The metabolic disorder commonly referred to as MCADD - or medium chain acyl-CoA dehydrogenase deficiency -- shows up in one of 15,000 newborns.
When the MCAD enzyme is not working or missing, the body cannot use certain types of fat for energy. This can lead to low blood sugar, or hypoglycemia, and the build-up of harmful substances in the blood. While MCADD patients are usually healthy, repeated episodes of metabolic crisis can cause permanent brain damage. This may result in learning problems and mental retardation.
Researchers used a computer model that took into account costs of screening, including the initial screen test, parent time and medical costs of follow-up testing, treatment and the quality of life implications of having dietary restrictions.

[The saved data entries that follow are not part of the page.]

pub mod wiremock_helpers;

use outreachbot::config::{AppConfig, DEFAULT_CONFIG};

/// Test configuration: the embedded default template with every delay
/// zeroed so tests run fast.
pub fn test_config() -> AppConfig {
    let mut config: AppConfig = toml::from_str(DEFAULT_CONFIG).expect("default config parses");
    config.fetch.politeness_delay_ms = 0;
    config.retry.max_retries = 1;
    config.retry.backoff_base_delay_ms = 1;
    config.retry.backoff_max_delay_ms = 5;
    config.discovery.page_delay_ms = 0;
    config.pipeline.lead_delay_ms = 0;
    config
}
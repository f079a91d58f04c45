//! JSON run history.
//!
//! A single document of the form `{"runs": [...]}`, appended to at the end
//! of every batch. Writes go to a temp file that atomically replaces the
//! original. A missing or corrupt file is treated as an empty history so a
//! damaged document can never block a run.

use std::fs;
use std::io::Write;
use std::path::{Path, PathBuf};

use anyhow::{Context, Result};
use serde::{Deserialize, Serialize};
use tracing::{debug, warn};

/// One completed run
#[derive(Debug, Clone, Serialize, Deserialize)]
pub struct HistoryEntry {
    pub timestamp: String,
    pub summary: String,
    #[serde(default)]
    pub details: serde_json::Value,
}

#[derive(Debug, Default, Serialize, Deserialize)]
struct HistoryDocument {
    #[serde(default)]
    runs: Vec<HistoryEntry>,
}

pub struct HistoryStore {
    path: PathBuf,
}

impl HistoryStore {
    pub fn new(path: &Path) -> Self {
        Self {
            path: path.to_path_buf(),
        }
    }

    pub fn path(&self) -> &Path {
        &self.path
    }

    /// Append one run and persist atomically
    pub fn append_run(&self, summary: &str, details: serde_json::Value) -> Result<()> {
        let mut document = self.load();

        document.runs.push(HistoryEntry {
            timestamp: chrono::Utc::now().to_rfc3339(),
            summary: summary.to_string(),
            details,
        });

        let serialized =
            serde_json::to_string_pretty(&document).context("Failed to serialize history")?;

        let temp_path = self.path.with_extension("json.tmp");
        let mut file = fs::File::create(&temp_path)
            .with_context(|| format!("Failed to create {}", temp_path.display()))?;
        file.write_all(serialized.as_bytes())?;
        file.sync_all().context("Failed to sync history to disk")?;

        fs::rename(&temp_path, &self.path)
            .with_context(|| format!("Failed to replace history {}", self.path.display()))?;

        debug!("Appended run to history ({} total)", document.runs.len());
        Ok(())
    }

    /// Up to `n` most recent runs, newest first
    pub fn last_runs(&self, n: usize) -> Vec<HistoryEntry> {
        let document = self.load();
        document.runs.into_iter().rev().take(n).collect()
    }

    fn load(&self) -> HistoryDocument {
        if !self.path.exists() {
            return HistoryDocument::default();
        }

        match fs::read_to_string(&self.path) {
            Ok(content) => match serde_json::from_str(&content) {
                Ok(document) => document,
                Err(e) => {
                    warn!(
                        "History file {} is corrupt ({}), starting fresh",
                        self.path.display(),
                        e
                    );
                    HistoryDocument::default()
                }
            },
            Err(e) => {
                warn!("Could not read history {}: {}", self.path.display(), e);
                HistoryDocument::default()
            }
        }
    }
}

#[cfg(test)]
mod tests {
    use super::*;

    fn temp_store() -> (tempfile::TempDir, HistoryStore) {
        let dir = tempfile::tempdir().unwrap();
        let store = HistoryStore::new(&dir.path().join("history.json"));
        (dir, store)
    }

    #[test]
    fn test_missing_file_yields_empty() {
        let (_dir, store) = temp_store();
        assert!(store.last_runs(5).is_empty());
    }

    #[test]
    fn test_append_and_recall() {
        let (_dir, store) = temp_store();
        store
            .append_run("first", serde_json::json!({"leads": 3}))
            .unwrap();
        store
            .append_run("second", serde_json::json!({"leads": 7}))
            .unwrap();

        let runs = store.last_runs(5);
        assert_eq!(runs.len(), 2);
        // newest first
        assert_eq!(runs[0].summary, "second");
        assert_eq!(runs[1].summary, "first");
    }

    #[test]
    fn test_last_runs_caps_at_n() {
        let (_dir, store) = temp_store();
        for i in 0..4 {
            store
                .append_run(&format!("run {}", i), serde_json::Value::Null)
                .unwrap();
        }
        assert_eq!(store.last_runs(2).len(), 2);
    }

    #[test]
    fn test_corrupt_file_starts_fresh() {
        let (_dir, store) = temp_store();
        fs::write(store.path(), "{not json").unwrap();

        assert!(store.last_runs(5).is_empty());
        store.append_run("recovered", serde_json::Value::Null).unwrap();
        assert_eq!(store.last_runs(5).len(), 1);
    }

    #[test]
    fn test_document_shape_on_disk() {
        let (_dir, store) = temp_store();
        store.append_run("only", serde_json::Value::Null).unwrap();

        let raw = fs::read_to_string(store.path()).unwrap();
        let value: serde_json::Value = serde_json::from_str(&raw).unwrap();
        assert!(value.get("runs").unwrap().is_array());
    }
}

They found that screening requires substantial investment of resources but in exchange for important health benefits. The costs of newborn screening for the illness amounted to $21,000 for every quality-adjusted life year that was gained. A quality-adjusted life year can be thought of as representing a year in perfect health.
"The cost-effectiveness of newborn screening for MCADD is comparable to cost-effectiveness for other childhood interventions, such as vaccinations," Prosser says.
As the number of screened conditions increases, the number of false positives and associated costs also increase, along with the possible identification and treatment of children who may not have experienced related medical problems in the absence of screening, she adds.
"Newborn screening for MCADD remains cost-effective even when the loss in quality of life associated with false positives or dietary treatments are taken into account," Prosser concludes.